Crossroads

"There remaineth therefore a sabbath rest for the people of God" (Hebrews 4.9). The rest spoken of in this verse is the rest of obedience to the word of God in all that He requires of us. Christ spoke of this when He said, "Take My yoke upon you, and learn of Me; for I am meek and lowly in heart: and ye shall find rest unto your souls" (Matthew 11.29). It is required that we "labour ... to enter into that rest" (A.V.). Men sleep or turn to pleasure to obtain physical rest, but in the realm of the Spirit things are different, exactly opposite to the natural. True life in the Holy Spirit shows that labour, the labour of obedience, brings true rest. Something of this truth is seen in the blessings of Jacob on one of his twelve sons. "Issachar is a strong ass couching down between two burdens: and he saw that rest was good, and the land that it was pleasant; and bowed his shoulder to bear, and became a servant unto tribute (or taskwork)" (Genesis 49.14,15. A.V.).

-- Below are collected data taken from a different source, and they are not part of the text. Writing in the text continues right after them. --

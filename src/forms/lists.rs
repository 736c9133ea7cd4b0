use serde::Deserialize;
use thiserror::Error;
use validator::{Validate, ValidationErrors};

use crate::domain::list::NewList;

/// Maximum allowed length for a list name.
const NAME_MAX_LEN: u64 = 128;

/// Result type returned by the list form helpers.
pub type ListFormResult<T> = Result<T, ListFormError>;

/// Errors that can occur while processing list forms.
#[derive(Debug, Error)]
pub enum ListFormError {
    /// Validation failures from the `validator` crate.
    #[error("validation failed: {0}")]
    Validation(#[from] ValidationErrors),
    /// The provided name is empty after trimming.
    #[error("list name cannot be empty")]
    EmptyName,
    /// A collaborator email is not plausibly an email address.
    #[error("invalid collaborator email `{value}`")]
    InvalidEmail { value: String },
}

/// Form payload emitted when creating a list.
#[derive(Debug, Deserialize, Validate)]
pub struct AddListForm {
    /// Name entered by the user.
    #[validate(length(min = 1, max = NAME_MAX_LEN))]
    pub name: String,
}

impl AddListForm {
    /// Validates and sanitizes the payload into a domain `NewList`.
    pub fn into_new_list(self, hub_id: i32) -> ListFormResult<NewList> {
        self.validate()?;

        let name = self.name.trim();
        if name.is_empty() {
            return Err(ListFormError::EmptyName);
        }

        Ok(NewList::new(hub_id, name))
    }
}

/// Form payload replacing the collaborators assigned to a list.
#[derive(Debug, Deserialize)]
pub struct SetCollaboratorsForm {
    /// Emails of the assigned collaborators.
    pub emails: Vec<String>,
}

impl SetCollaboratorsForm {
    /// Trims and deduplicates the emails, rejecting obviously malformed ones.
    pub fn into_emails(self) -> ListFormResult<Vec<String>> {
        let mut emails = Vec::with_capacity(self.emails.len());

        for email in self.emails {
            let email = email.trim().to_lowercase();
            if email.is_empty() {
                continue;
            }
            if !email.contains('@') {
                return Err(ListFormError::InvalidEmail { value: email });
            }
            if !emails.contains(&email) {
                emails.push(email);
            }
        }

        Ok(emails)
    }
}

#[cfg(test)]
mod tests {
    use super::*;

    #[test]
    fn collaborators_are_trimmed_and_deduplicated() {
        let form = SetCollaboratorsForm {
            emails: vec![
                " Cook@example.com ".to_string(),
                "cook@example.com".to_string(),
                "".to_string(),
                "sous@example.com".to_string(),
            ],
        };

        let emails = form.into_emails().expect("expected success");
        assert_eq!(emails, vec!["cook@example.com", "sous@example.com"]);
    }

    #[test]
    fn malformed_email_is_rejected() {
        let form = SetCollaboratorsForm {
            emails: vec!["not-an-email".to_string()],
        };
        assert!(matches!(
            form.into_emails(),
            Err(ListFormError::InvalidEmail { .. })
        ));
    }
}
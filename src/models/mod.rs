use rust_decimal::Decimal;

use crate::repository::errors::{RepositoryError, RepositoryResult};

pub mod catalog_item;
pub mod list;
pub mod list_entry;
pub mod purchase_request;
pub mod submission;

/// Serialize a quantity for storage in a TEXT column.
pub(crate) fn quantity_to_db(value: Decimal) -> String {
    value.normalize().to_string()
}

/// Parse a quantity read back from a TEXT column.
pub(crate) fn quantity_from_db(value: &str) -> RepositoryResult<Decimal> {
    value
        .parse::<Decimal>()
        .map_err(|err| RepositoryError::Conversion(format!("invalid quantity `{value}`: {err}")))
}
use diesel::prelude::*;
use rust_decimal::Decimal;

use crate::domain::list_entry::{ListEntry as DomainListEntry, UpsertListEntry};
use crate::models::list_entry::{ListEntry as DbListEntry, NewListEntry as DbNewListEntry};
use crate::models::quantity_to_db;
use crate::repository::errors::{RepositoryError, RepositoryResult};
use crate::repository::{DieselRepository, ListEntryReader, ListEntryWriter};

/// Invariants on the threshold configuration: non-negative minimum and a
/// positive batch size whenever the batch policy is enabled.
fn validate_config(config: &UpsertListEntry) -> RepositoryResult<()> {
    if config.minimum_quantity < Decimal::ZERO {
        return Err(RepositoryError::InvalidArgument(
            "minimum quantity cannot be negative".to_string(),
        ));
    }

    if config.uses_batch_threshold {
        match config.batch_size {
            Some(batch_size) if batch_size > Decimal::ZERO => {}
            _ => {
                return Err(RepositoryError::InvalidArgument(
                    "batch size must be positive when the batch threshold is enabled".to_string(),
                ));
            }
        }
    }

    Ok(())
}

/// Confirms the list and the item both exist in the caller's hub.
fn check_scope(
    conn: &mut SqliteConnection,
    list_id: i32,
    item_id: i32,
    hub_id: i32,
) -> RepositoryResult<()> {
    use crate::schema::{catalog_items, lists};

    let list_exists = lists::table
        .filter(lists::id.eq(list_id))
        .filter(lists::hub_id.eq(hub_id))
        .count()
        .get_result::<i64>(conn)?;
    let item_exists = catalog_items::table
        .filter(catalog_items::id.eq(item_id))
        .filter(catalog_items::hub_id.eq(hub_id))
        .count()
        .get_result::<i64>(conn)?;

    if list_exists == 0 || item_exists == 0 {
        return Err(RepositoryError::NotFound);
    }

    Ok(())
}

impl ListEntryReader for DieselRepository {
    fn get_list_entry(
        &self,
        list_id: i32,
        item_id: i32,
        hub_id: i32,
    ) -> RepositoryResult<Option<DomainListEntry>> {
        use crate::schema::{list_entries, lists};

        let mut conn = self.conn()?;

        let hub_lists = lists::table
            .filter(lists::hub_id.eq(hub_id))
            .select(lists::id);

        let entry = list_entries::table
            .filter(list_entries::list_id.eq(list_id))
            .filter(list_entries::item_id.eq(item_id))
            .filter(list_entries::list_id.eq_any(hub_lists))
            .first::<DbListEntry>(&mut conn)
            .optional()?;

        entry.map(DbListEntry::into_domain).transpose()
    }

    fn list_list_entries(
        &self,
        list_id: i32,
        hub_id: i32,
    ) -> RepositoryResult<Vec<DomainListEntry>> {
        use crate::schema::{list_entries, lists};

        let mut conn = self.conn()?;

        let hub_lists = lists::table
            .filter(lists::hub_id.eq(hub_id))
            .select(lists::id);

        let rows = list_entries::table
            .filter(list_entries::list_id.eq(list_id))
            .filter(list_entries::list_id.eq_any(hub_lists))
            .order(list_entries::id.asc())
            .load::<DbListEntry>(&mut conn)?;

        rows.into_iter().map(DbListEntry::into_domain).collect()
    }
}

impl ListEntryWriter for DieselRepository {
    fn upsert_list_entry(
        &self,
        list_id: i32,
        item_id: i32,
        hub_id: i32,
        config: &UpsertListEntry,
    ) -> RepositoryResult<DomainListEntry> {
        use crate::schema::list_entries;

        validate_config(config)?;

        let mut conn = self.conn()?;

        conn.transaction::<DomainListEntry, RepositoryError, _>(|conn| {
            check_scope(conn, list_id, item_id, hub_id)?;

            let existing = list_entries::table
                .filter(list_entries::list_id.eq(list_id))
                .filter(list_entries::item_id.eq(item_id))
                .first::<DbListEntry>(conn)
                .optional()?;

            let row = match existing {
                Some(entry) => diesel::update(
                    list_entries::table.filter(list_entries::id.eq(entry.id)),
                )
                .set((
                    list_entries::minimum_quantity.eq(quantity_to_db(config.minimum_quantity)),
                    list_entries::uses_batch_threshold.eq(config.uses_batch_threshold),
                    list_entries::batch_size.eq(config.batch_size.map(quantity_to_db)),
                    list_entries::updated_at.eq(config.updated_at),
                ))
                .get_result::<DbListEntry>(conn)?,
                None => diesel::insert_into(list_entries::table)
                    .values(&DbNewListEntry::from_config(list_id, item_id, config))
                    .get_result::<DbListEntry>(conn)?,
            };

            row.into_domain()
        })
    }

    fn remove_list_entry(&self, list_id: i32, item_id: i32, hub_id: i32) -> RepositoryResult<()> {
        use crate::schema::{list_entries, lists};

        let mut conn = self.conn()?;

        let hub_lists = lists::table
            .filter(lists::hub_id.eq(hub_id))
            .select(lists::id);

        let deleted = diesel::delete(
            list_entries::table
                .filter(list_entries::list_id.eq(list_id))
                .filter(list_entries::item_id.eq(item_id))
                .filter(list_entries::list_id.eq_any(hub_lists)),
        )
        .execute(&mut conn)?;

        if deleted == 0 {
            return Err(RepositoryError::NotFound);
        }

        Ok(())
    }
}
use chrono::NaiveDateTime;
use serde::{Deserialize, Serialize};

use crate::pagination::Pagination;

/// A named, hub-scoped container of list entries with an assigned set of
/// collaborators.
#[derive(Debug, Serialize, Deserialize, Clone)]
pub struct List {
    /// Unique identifier of the list.
    pub id: i32,
    /// Owning hub identifier.
    pub hub_id: i32,
    /// Display name, unique within the hub.
    pub name: String,
    /// Soft-delete flag; a deleted list sits in the trash until restored or
    /// hard-deleted.
    pub deleted: bool,
    /// Timestamp for when the list was moved to the trash.
    pub deleted_at: Option<NaiveDateTime>,
    /// Emails of users assigned to check in quantities on this list.
    pub collaborators: Vec<String>,
    /// Timestamp for when the record was created.
    pub created_at: NaiveDateTime,
    /// Timestamp for the last update to the record.
    pub updated_at: NaiveDateTime,
}

/// Payload required to insert a new list.
#[derive(Debug, Clone)]
pub struct NewList {
    /// Owning hub identifier.
    pub hub_id: i32,
    /// Display name.
    pub name: String,
    /// Timestamp captured when the payload was created.
    pub updated_at: NaiveDateTime,
}

impl NewList {
    /// Build a new list payload with the current timestamp.
    pub fn new(hub_id: i32, name: impl Into<String>) -> Self {
        Self {
            hub_id,
            name: name.into(),
            updated_at: chrono::Local::now().naive_utc(),
        }
    }
}

/// Query definition used to list lists for a hub.
#[derive(Debug, Clone)]
pub struct ListListQuery {
    /// Owning hub identifier.
    pub hub_id: i32,
    /// Whether soft-deleted (trashed) lists are included.
    pub include_deleted: bool,
    /// Optional pagination options applied to the query.
    pub pagination: Option<Pagination>,
}

impl ListListQuery {
    /// Construct a query that targets all live lists belonging to `hub_id`.
    pub fn new(hub_id: i32) -> Self {
        Self {
            hub_id,
            include_deleted: false,
            pagination: None,
        }
    }

    /// Include lists that have been moved to the trash.
    pub fn include_deleted(mut self) -> Self {
        self.include_deleted = true;
        self
    }

    /// Apply pagination to the query with the given page number and page size.
    pub fn paginate(mut self, page: usize, per_page: usize) -> Self {
        self.pagination = Some(Pagination { page, per_page });
        self
    }
}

The people of God are different from any other people. They should think, speak, and act as Christ would. To do this we must know Him. To know Him we must commune with Him. Paul said, "Be ye imitators of me, even as I also am of Christ". We are people of another world. In our salvation experience through the Lord Jesus Christ we became attached to the divine Persons of the Godhead so that we might be come partakers of the divine nature" (2 Peter 1.4). God manifested Himself through Christ, who, by the mystery of incarnation, lived for a brief span in the narrowness of time that we might be fitted for eternity with Him. Christ took our humanity that we may become partakers of the divine nature. We should live in this world as those who belong to another world, of which the millennial reign of Christ on this earth is the sabbatic rest. This will open the portals of the great eternal day.

As a pilgrim, "a passer over", the true disciple of the Lord Jesus Christ uses the world's highway to travel on, stops at its wells to drink, and pitches his tent to sleep, but does not identify himself with its system or speak its language. Paul wrote that we should be as "those that use the world, as not abusing it: for the fashion of this world passeth away" (1 Corinthians 7.31).

Like Abraham, we have here no abiding city, we look "for the city which hath the foundations, whose builder and maker is God". "They desire a better country, that is, a heavenly: wherefore God ... hath prepared for them a city" (Hebrews 11.10,16). This is our rest for ever.